Luke Coffeng sent me this answer to the Stan mailing list , and I thought I should add it here. He said:
"Take GLM as the basis for your regression with robit: just replace the standard error term with e ~ student_t(7, 0, sigma_e) , where sigma_e ~ cauchy(0, 2) or whatever scale you think will be in order (I wouldn’t go beyond 5 anyway as a reverse log (-5.5) covers most of the interval [0.1]. In addition to the t-error scale, you can also specify df t-error as a parameter See below for suggested code.
However, I hope that your data contains more information than the toy example you provided, i.e. several observations per person (as shown below). With just one observation per person / unit, the model is almost impossible to identify.
He then presented the following example:
library(rstan) set.seed(1) x1 <- rnorm(100) x2 <- rnorm(100) z <- 1 + 2*x1 + 3*x2 + 0.1 * rt(100, 7) pr <- 1/(1+exp(-z)) y <- rbinom(100,10,pr) df <- list(N=100, y=y, x1=x1, x2=x2, nu = 7)
Bob Carpenter also briefly commented on the question:
"[...] And yes, you can do the same in a hierarchical setting, but you have to be careful because modeling degrees of freedom can be difficult if the scale approaches infinity when you approach normality."

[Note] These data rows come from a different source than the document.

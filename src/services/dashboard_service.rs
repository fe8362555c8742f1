use chrono::{DateTime, Utc};
use serde::Serialize;
use sqlx::{PgPool, Postgres, QueryBuilder};

use crate::dashboard::{
    self, CategorySeries, ChartType, GanttRange, LabeledSeries, MemberActivity, Overview,
    RecentActivity, StatusRow, TimelineRange, WorkStatistics,
};
use crate::database::manager::DatabaseManager;
use crate::error::ApiError;
use crate::middleware::CurrentUser;
use crate::visibility::OwnerScope;

const OVERDUE: &str = "c.status NOT IN ('done', 'completed') AND c.due_date < NOW()";

#[derive(Debug, Clone, Serialize)]
#[serde(untagged)]
pub enum ChartData {
    Labeled(LabeledSeries),
    Category(CategorySeries),
}

pub struct DashboardService {
    pool: PgPool,
}

/// `<select> FROM cards c JOIN boards b ... WHERE <live rows in scope>`
fn scoped_cards<'a>(select: &str, scope: &OwnerScope) -> QueryBuilder<'a, Postgres> {
    let mut query = QueryBuilder::new(select);
    query.push(
        " FROM cards c JOIN boards b ON b.id = c.board_id WHERE c.deleted_at IS NULL AND b.deleted_at IS NULL AND ",
    );
    scope.push_predicate(&mut query, "b.owner_id");
    query
}

impl DashboardService {
    pub async fn new() -> Result<Self, ApiError> {
        let pool = DatabaseManager::pool().await?;
        Ok(Self { pool })
    }

    async fn status_rows(&self, scope: &OwnerScope) -> Result<Vec<StatusRow>, sqlx::Error> {
        let mut query = scoped_cards("SELECT c.status, c.due_date, COUNT(*) AS count", scope);
        query.push(" GROUP BY c.status, c.due_date");
        query.build_query_as::<StatusRow>().fetch_all(&self.pool).await
    }

    pub async fn work_statistics(&self, user: &CurrentUser) -> Result<WorkStatistics, ApiError> {
        let scope = OwnerScope::for_viewer(&user.viewer());
        let rows = self.status_rows(&scope).await?;
        Ok(dashboard::tally(&rows, Utc::now()))
    }

    pub async fn active_members(&self, user: &CurrentUser) -> Result<Vec<MemberActivity>, ApiError> {
        let scope = OwnerScope::for_viewer(&user.viewer());
        let mut query = QueryBuilder::new(format!(
            r#"
            SELECT u.id AS member_id, u.name, u.email, u.avatar,
                   COUNT(DISTINCT c.id) AS total_tasks,
                   COUNT(DISTINCT c.id) FILTER (WHERE c.status = 'todo' AND NOT ({overdue})) AS todo_tasks,
                   COUNT(DISTINCT c.id) FILTER (WHERE c.status = 'inProgress' AND NOT ({overdue})) AS in_progress_tasks,
                   COUNT(DISTINCT c.id) FILTER (WHERE c.status IN ('done', 'completed')) AS done_tasks,
                   COUNT(DISTINCT c.id) FILTER (WHERE {overdue}) AS overdue_tasks
            FROM board_members bm
            JOIN boards b ON b.id = bm.board_id
            JOIN users u ON u.id = bm.member_id
            LEFT JOIN card_members cm ON cm.member_id = u.id
            LEFT JOIN cards c ON c.id = cm.card_id AND c.board_id = b.id AND c.deleted_at IS NULL
            WHERE b.deleted_at IS NULL AND u.deleted_at IS NULL AND "#,
            overdue = OVERDUE
        ));
        scope.push_predicate(&mut query, "b.owner_id");
        query.push(" GROUP BY u.id, u.name, u.email, u.avatar ORDER BY u.name ASC");

        let members = query.build_query_as::<MemberActivity>().fetch_all(&self.pool).await?;
        Ok(members)
    }

    pub async fn chart_data(
        &self,
        user: &CurrentUser,
        chart_type: &str,
        time_range: Option<&str>,
    ) -> Result<ChartData, ApiError> {
        let chart_type: ChartType = chart_type.parse().map_err(ApiError::bad_request)?;
        let scope = OwnerScope::for_viewer(&user.viewer());

        let chart = match chart_type {
            ChartType::Status => {
                let rows = self.status_rows(&scope).await?;
                ChartData::Labeled(dashboard::status_chart(&dashboard::tally(&rows, Utc::now())))
            }
            ChartType::Timeline => {
                let range = TimelineRange::parse(time_range);
                let mut query = QueryBuilder::new("SELECT to_char(c.created_at, ");
                query.push_bind(range.period_format()).push(") AS period, COUNT(*) AS count");
                query.push(
                    " FROM cards c JOIN boards b ON b.id = c.board_id WHERE c.deleted_at IS NULL AND b.deleted_at IS NULL AND ",
                );
                scope.push_predicate(&mut query, "b.owner_id");
                query
                    .push(" AND c.created_at >= NOW() - make_interval(days => ")
                    .push_bind(range.days())
                    .push(") GROUP BY period ORDER BY period ASC");
                let rows = query.build_query_as::<(String, i64)>().fetch_all(&self.pool).await?;
                ChartData::Category(dashboard::timeline_chart(rows))
            }
            ChartType::Member => {
                let mut query = QueryBuilder::new(
                    r#"
                    SELECT u.name, COUNT(DISTINCT c.id) AS count
                    FROM card_members cm
                    JOIN cards c ON c.id = cm.card_id
                    JOIN boards b ON b.id = c.board_id
                    JOIN users u ON u.id = cm.member_id
                    WHERE c.deleted_at IS NULL AND b.deleted_at IS NULL AND u.deleted_at IS NULL AND "#,
                );
                scope.push_predicate(&mut query, "b.owner_id");
                query.push(" GROUP BY u.id, u.name ORDER BY count DESC, u.name ASC LIMIT 10");
                let rows = query.build_query_as::<(String, i64)>().fetch_all(&self.pool).await?;
                ChartData::Labeled(dashboard::labeled(rows))
            }
            ChartType::Priority => {
                let mut query = scoped_cards("SELECT c.priority, COUNT(*) AS count", &scope);
                query.push(" GROUP BY c.priority");
                let rows = query
                    .build_query_as::<(Option<String>, i64)>()
                    .fetch_all(&self.pool)
                    .await?;
                ChartData::Labeled(dashboard::priority_chart(&rows))
            }
            ChartType::Department => {
                let mut query = QueryBuilder::new(
                    r#"
                    SELECT COALESCE(d.name, 'Unassigned') AS department, COUNT(DISTINCT c.id) AS count
                    FROM card_members cm
                    JOIN cards c ON c.id = cm.card_id
                    JOIN boards b ON b.id = c.board_id
                    JOIN users u ON u.id = cm.member_id
                    LEFT JOIN departments d ON d.id = u.department_id
                    WHERE c.deleted_at IS NULL AND b.deleted_at IS NULL AND "#,
                );
                scope.push_predicate(&mut query, "b.owner_id");
                query.push(" GROUP BY department ORDER BY count DESC, department ASC");
                let rows = query.build_query_as::<(String, i64)>().fetch_all(&self.pool).await?;
                ChartData::Labeled(dashboard::labeled(rows))
            }
        };
        Ok(chart)
    }

    pub async fn overview(&self, user: &CurrentUser) -> Result<Overview, ApiError> {
        let scope = OwnerScope::for_viewer(&user.viewer());

        let mut boards = QueryBuilder::new("SELECT COUNT(*) FROM boards b WHERE b.deleted_at IS NULL AND ");
        scope.push_predicate(&mut boards, "b.owner_id");

        let mut cards = scoped_cards(
            "SELECT COUNT(*) AS total, COUNT(*) FILTER (WHERE c.status IN ('done', 'completed')) AS done",
            &scope,
        );

        let mut members = QueryBuilder::new(
            r#"
            SELECT COUNT(DISTINCT bm.member_id)
            FROM board_members bm
            JOIN boards b ON b.id = bm.board_id
            WHERE b.deleted_at IS NULL AND "#,
        );
        scope.push_predicate(&mut members, "b.owner_id");

        let mut recent = QueryBuilder::new(
            r#"
            SELECT c.id, c.title, c.status, c.updated_at, u.name AS updated_by
            FROM cards c
            JOIN boards b ON b.id = c.board_id
            LEFT JOIN users u ON u.id = c.updated_by
            WHERE c.deleted_at IS NULL AND b.deleted_at IS NULL AND "#,
        );
        scope.push_predicate(&mut recent, "b.owner_id");
        recent.push(" ORDER BY c.updated_at DESC LIMIT 5");

        let ((total_boards,), (total_cards, done), (total_members,), recent_activity) = futures::try_join!(
            boards.build_query_as::<(i64,)>().fetch_one(&self.pool),
            cards.build_query_as::<(i64, i64)>().fetch_one(&self.pool),
            members.build_query_as::<(i64,)>().fetch_one(&self.pool),
            recent.build_query_as::<RecentActivity>().fetch_all(&self.pool),
        )?;

        Ok(Overview {
            total_boards,
            total_cards,
            total_members,
            completion_rate: dashboard::completion_rate(done, total_cards),
            recent_activity,
        })
    }

    /// Completed cards bucketed by the day, week or month they ended in
    pub async fn gantt_chart(&self, user: &CurrentUser, time_range: Option<&str>) -> Result<CategorySeries, ApiError> {
        let range = GanttRange::parse(time_range);
        let scope = OwnerScope::for_viewer(&user.viewer());

        let mut query = QueryBuilder::new("SELECT date_trunc(");
        query
            .push_bind(range.unit())
            .push(", c.end_date) AS period, COUNT(*) AS count");
        query.push(
            " FROM cards c JOIN boards b ON b.id = c.board_id WHERE c.deleted_at IS NULL AND b.deleted_at IS NULL AND ",
        );
        scope.push_predicate(&mut query, "b.owner_id");
        query
            .push(" AND c.status = 'done' AND c.end_date IS NOT NULL AND c.end_date >= NOW() - ")
            .push_bind(range.lookback())
            .push("::interval GROUP BY period ORDER BY period ASC");

        let rows = query
            .build_query_as::<(DateTime<Utc>, i64)>()
            .fetch_all(&self.pool)
            .await?;
        Ok(dashboard::gantt_chart(range, rows))
    }
}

Asked by Bernd, Luke explained why he wrote y ~ bernoulli_logit(10... in the model code:
“In the code example below, 10 is the size of the sample. You may have noticed that these toys contain multiple observations per element / block (i.e. 10 observations per unit).
The Stan manual also provides extensive information about function arguments and sample statements.